Drácula 1979: John Badham y las tinieblas de Satanás

 


El hecho de que John Badham eligiera originalmente, para su versión de Drácula en 1979, eliminar los colores vivos y apostar por una fotografía practicamente en blanco y negro, resulta en algo más que una emulación a los clásicos de los años 30. En algo simbólico pero también narrativo. Badham concentró toda la narrativa en el flujo maligno procedente del conde de transilvania, de manera que la desaturación se convierte en expresión del mal que invade las inmediaciones de la abadía de Carfax, desde esas primeras secuencias del barco que se aproxima a los escarpados puertos de Inglaterra, mostrando siempre una atmósfera neblinosa, la ausencia practicamente de color, un lugar donde nunca luce el sol, pero la luz blanca mortecina de la luna y el canto de los lobos son constantes. Tan solo la luz de las velas que alumbran las habitaciones y los salones desprenden una tímida luz dorada que sirven de signo incipiente hacia la conclusión: la luz triunfa sobre las tinieblas, por muy débil que sea al principio. Es la ausencia del sol y de su luz dorada el punto principal que nos llevará a la resolución final. Por tanto, el quasi blanco y negro elegido por Badham se convierte en expresión de ese reino de las tinieblas traído por el vampiro, en contraposición al esplendor de luz solar que triunfa en el momento final en que el disco del sol luce con un dorado ya más intenso que acompaña a la visión de un cielo azul nunca visto en toda la película hasta ese momento, y a la del colorido de los banderines ubicados en el mástil del barco. Badham utiliza el color como signo del triunfo del bien sobre el mal, por mucha empatía y misericordia que llegemos a sentir hacia el solitario y romántico conde interpretado por Langella, y en la única secuencia sexual-amorosa inflama la atmósfera con el rojo-pasión de la lujuria . Evidentemente, esta significación narrativa no hubiera sido posible si hubiéramos optado por la edición en colores vivos, mucho menos expresiva.
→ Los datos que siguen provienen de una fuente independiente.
//! Common type definitions for tidydir.
//!
//! # Overview
//!
//! - [`EntryKind`]: What a discovered path is on disk
//! - [`FileEntry`]: A path discovered under the root by the walker
//! - [`MatchRule`]: Which classification rule placed a file
//! - [`Placement`]: A file and the folder it belongs in

use std::path::{Path, PathBuf};

use strum::Display;

/// What a discovered path is on disk.
#[derive(Debug, Clone, Copy, PartialEq, Eq, Display)]
#[strum(serialize_all = "lowercase")]
pub enum EntryKind {
    /// A regular file.
    File,

    /// A directory.
    Directory,

    /// A symbolic link that was not followed.
    Symlink,
}

impl EntryKind {
    /// Maps a `std::fs::FileType` to an entry kind.
    #[inline]
    pub fn from_file_type(file_type: std::fs::FileType) -> Self {
        if file_type.is_dir() {
            Self::Directory
        } else if file_type.is_symlink() {
            Self::Symlink
        } else {
            Self::File
        }
    }
}

/// A path discovered under the root.
///
/// Entries are produced by [`crate::walker::Walker`] and never mutated
/// afterwards. The root itself is never an entry, so `depth` starts at 1.
#[derive(Debug, Clone, PartialEq, Eq)]
pub struct FileEntry {
    path: PathBuf,
    relative: PathBuf,
    kind: EntryKind,
    depth: usize,
}

impl FileEntry {
    pub fn new(path: impl Into<PathBuf>, relative: impl Into<PathBuf>, kind: EntryKind, depth: usize) -> Self {
        Self { path: path.into(), relative: relative.into(), kind, depth }
    }

    /// Full path, prefixed by the walker's root.
    #[inline]
    pub fn path(&self) -> &Path {
        &self.path
    }

    /// Path relative to the walker's root.
    #[inline]
    pub fn relative(&self) -> &Path {
        &self.relative
    }

    #[inline]
    pub fn kind(&self) -> EntryKind {
        self.kind
    }

    /// Number of components below the root (direct children are at depth 1).
    #[inline]
    pub fn depth(&self) -> usize {
        self.depth
    }

    #[inline]
    pub fn is_file(&self) -> bool {
        self.kind == EntryKind::File
    }

    #[inline]
    pub fn is_dir(&self) -> bool {
        self.kind == EntryKind::Directory
    }

    /// Final path component, lossily converted for display and matching.
    pub fn file_name(&self) -> String {
        self.path.file_name().map_or_else(|| self.path.to_string_lossy().into_owned(), |n| n.to_string_lossy().into_owned())
    }
}

/// Which classification rule produced a [`Placement`].
#[derive(Debug, Clone, Copy, PartialEq, Eq, Display)]
pub enum MatchRule {
    /// A name pattern matched the file name.
    #[strum(serialize = "name")]
    NamePattern,

    /// The extension is listed in the extension table.
    #[strum(serialize = "extension")]
    Extension,

    /// Nothing matched; the file goes under `Other/`.
    #[strum(serialize = "fallback")]
    Fallback,
}

/// Where a file would be placed if the directory were organized.
#[derive(Debug, Clone, PartialEq, Eq)]
pub struct Placement {
    pub entry: FileEntry,

    /// Destination folder relative to the root, `/`-separated.
    pub folder: String,

    pub rule: MatchRule,
}
//! File classification.
//!
//! Decides which folder a file belongs in, first by name pattern and then by
//! extension. Classification only computes a suggestion; nothing on disk is
//! touched.

use std::path::Path;
use std::sync::LazyLock;

use anyhow::{Context, Result};
use regex::{Regex, RegexBuilder};
use tracing::debug;

use crate::config::{EXTENSION_MAP, NAME_PATTERNS, NO_EXTENSION_FOLDER, OTHER_FOLDER};
use crate::types::{MatchRule, Placement};
use crate::walker::Walker;

static NAME_MATCHERS: LazyLock<Vec<(Regex, &'static str)>> =
    LazyLock::new(|| NAME_PATTERNS.iter().filter_map(|(pattern, folder)| RegexBuilder::new(pattern).case_insensitive(true).build().ok().map(|re| (re, *folder))).collect());

/// Maps file names to destination folders.
#[derive(Debug, Clone, Copy)]
pub struct Classifier {
    by_name: bool,
}

impl Classifier {
    /// `by_name` enables name patterns ahead of the extension table.
    pub fn new(by_name: bool) -> Self {
        Self { by_name }
    }

    /// Returns the destination folder for `file_name` and the rule that chose it.
    pub fn classify(&self, file_name: &str) -> (String, MatchRule) {
        if self.by_name
            && let Some(folder) = match_name(file_name)
        {
            return (folder.to_owned(), MatchRule::NamePattern);
        }

        let extension = extension_of(file_name);
        match EXTENSION_MAP.iter().find(|(ext, _)| *ext == extension) {
            Some((_, folder)) => ((*folder).to_owned(), MatchRule::Extension),
            None if extension.is_empty() => (format!("{OTHER_FOLDER}/{NO_EXTENSION_FOLDER}"), MatchRule::Fallback),
            None => (format!("{OTHER_FOLDER}/{}", &extension[1..]), MatchRule::Fallback),
        }
    }

    /// Classifies every regular file directly under `root`.
    ///
    /// Subdirectories are left alone and their contents are not planned.
    pub fn plan(&self, root: &Path) -> Result<Vec<Placement>> {
        let walker = Walker::new(root).max_depth(1).sorted(true);
        let mut placements = Vec::new();

        for item in walker.files().with_context(|| format!("cannot plan {}", root.display()))? {
            let entry = item.with_context(|| format!("failed while scanning {}", root.display()))?;
            let (folder, rule) = self.classify(&entry.file_name());
            debug!(file = %entry.relative().display(), %folder, %rule, "classified");
            placements.push(Placement { entry, folder, rule });
        }

        Ok(placements)
    }
}

fn match_name(file_name: &str) -> Option<&'static str> {
    NAME_MATCHERS.iter().find(|(re, _)| re.is_match(file_name)).map(|(_, folder)| *folder)
}

/// Lower-cased extension including the leading dot, or `""`.
///
/// Leading dots do not start an extension, so `.bashrc` has none.
pub fn extension_of(file_name: &str) -> String {
    let stem_start = file_name.len() - file_name.trim_start_matches('.').len();
    match file_name[stem_start..].rfind('.') {
        Some(idx) => file_name[stem_start + idx..].to_lowercase(),
        None => String::new(),
    }
}
//! tidydir - walk a directory and make sense of what is in it.
//!
//! - [`walker`]: lazy, validated traversal of a root path
//! - [`classify`]: suggests a destination folder for each file
//! - [`report`]: size and age report with deletion candidates
//! - [`cli`]: the `tidydir` command line

pub mod classify;
pub mod cli;
pub mod config;
pub mod error;
pub mod report;
pub mod types;
pub mod ui;
pub mod walker;

pub use error::WalkError;
pub use types::{EntryKind, FileEntry};
pub use walker::Walker;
Ya sabemos, pues, cual es la buena.

Por lo demás, puede que no sea la mejor versión de Drácula, pero sí será de las favoritas, algo especial, con unos diálogos exquisitos, un casting rebosante de clásicos, una puesta en escena que te hace ver que, efectivamente, la noche es estremecedora, y que nunca las ventanas cerradas han sido tan escalofriantes como aquí, debido al espeluznante avance del vampiro que las abre. Y la música de John Williams.